De todas formas, la ruptura no se produjo entonces sino algo después, cuando mi padre se presentó en la casa de Vitoria acompañado de la joven maestra y anunció que iban a casarse. Mi abuela entonces los echó de casa. «Esta mujer es la culpable de todo», me dijeron que había dicho. «Si te casas con ella, nunca conseguirás liberarte de esa culpa», me dijeron también, y entonces mi padre, que podía ser más joven y más impulsivo pero tenía ya las mismas ideas sobre la dignidad, agarró a su novia por el brazo y se marchó. Sus únicas palabras fueron: «Nunca más me volverás a ver.»

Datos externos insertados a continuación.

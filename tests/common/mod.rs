//! Shared test utilities for engine and job integration tests

#![allow(dead_code)]

use std::path::PathBuf;
use std::sync::Arc;

use chrono::{DateTime, FixedOffset, TimeZone, Utc};
use tempfile::TempDir;

use questboard::gamification::{ManualClock, MissionEngine, catalog};
use questboard::jobs::JobRunner;
use questboard::models::{Action, Mission, MissionType, NewUser, Requirement, ResetCadence, User};
use questboard::store::{GameDb, missions};

/// A file-backed database in a temp dir, driven by a manual clock
pub struct Fixture {
    pub dir: TempDir,
    pub db: GameDb,
    pub clock: Arc<ManualClock>,
    pub engine: MissionEngine,
}

/// Tuesday 2026-03-10 12:00 UTC
pub fn start_time() -> DateTime<Utc> {
    Utc.with_ymd_and_hms(2026, 3, 10, 12, 0, 0).unwrap()
}

pub fn utc() -> FixedOffset {
    FixedOffset::east_opt(0).unwrap()
}

impl Fixture {
    pub fn new() -> Self {
        let dir = TempDir::new().expect("Failed to create temp dir");
        let db = GameDb::open(&dir.path().join("game.db")).expect("Failed to open database");
        let clock = Arc::new(ManualClock::new(start_time()));
        let engine = MissionEngine::new(db.clone(), utc()).with_clock(clock.clone());
        Self {
            dir,
            db,
            clock,
            engine,
        }
    }

    pub fn db_path(&self) -> PathBuf {
        self.dir.path().join("game.db")
    }

    /// A second handle on the same file, as another process would open it
    pub fn reopen(&self) -> GameDb {
        GameDb::open(&self.db_path()).expect("Failed to reopen database")
    }

    pub fn runner(&self) -> JobRunner {
        JobRunner::new(self.db.clone(), utc(), 100).with_clock(self.clock.clone())
    }

    pub fn player(&self, name: &str) -> User {
        self.engine
            .register_user(&NewUser::player(name))
            .expect("Failed to register user")
    }

    pub fn add_mission(&self, mission: &Mission) {
        let conn = self.db.conn();
        missions::insert_if_absent(&conn, mission, start_time()).expect("Failed to add mission");
    }

    pub fn seed(&self) {
        self.db
            .write(|tx| catalog::seed(tx, start_time()))
            .expect("Failed to seed catalog");
    }
}

/// A never-resetting counter mission on `action`
pub fn narrative(id: &str, action: Action, target: u32, xp_reward: u32) -> Mission {
    Mission {
        id: id.to_string(),
        title: id.to_string(),
        mission_type: MissionType::Narrative,
        xp_reward,
        badge_reward: None,
        requirement: Requirement::count(action, target),
        reset_cadence: ResetCadence::Never,
        active: true,
        starts_at: None,
        ends_at: None,
    }
}

pub fn daily(id: &str, action: Action, target: u32, xp_reward: u32) -> Mission {
    Mission {
        mission_type: MissionType::Daily,
        reset_cadence: ResetCadence::Daily,
        ..narrative(id, action, target, xp_reward)
    }
}

pub fn weekly(id: &str, action: Action, target: u32, xp_reward: u32) -> Mission {
    Mission {
        mission_type: MissionType::Weekly,
        reset_cadence: ResetCadence::Weekly,
        ..narrative(id, action, target, xp_reward)
    }
}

Eso fue lo que ocurrió antes de que yo naciera, y a lo mejor ya lo habéis adivinado. A lo mejor ya habéis adivinado que aquella joven maestra se llamaba Cecilia y que mi padre y ella se casarían y tendrían un hijo y que le llamarían Felipe. Aquella maestra joven y enferma me daría a luz al cabo de un año, y no mucho tiempo después moriría dejando viudo a mi padre y huérfano a mí. ¿Y a que no sabéis de qué murió? Parecería una broma si no fuera tan triste. Porque mi madre murió de una enfermedad de hígado, la misma curiosamente que el informe médico de mi padre había intentado diagnosticarle en falso.
– ¿Qué tal estás? -dije-. Tienes buen color.
Era verdad, estaba muy moreno. Yo no recordaba haberle visto jamás tan moreno. Habíamos vivido mucho tiempo en lugares de playa, pero ya sabéis que nunca en verano, nunca en los meses en que la gente se tumba en la arena a tomar el sol.
– Muy buen color -volví a decir.
Mi padre trató de sonreír. Llevaba también el pelo más largo de lo habitual y una camisa blanca con los botones superiores desabrochados. A la altura del tercer botón le asomaba el extremo de la camiseta.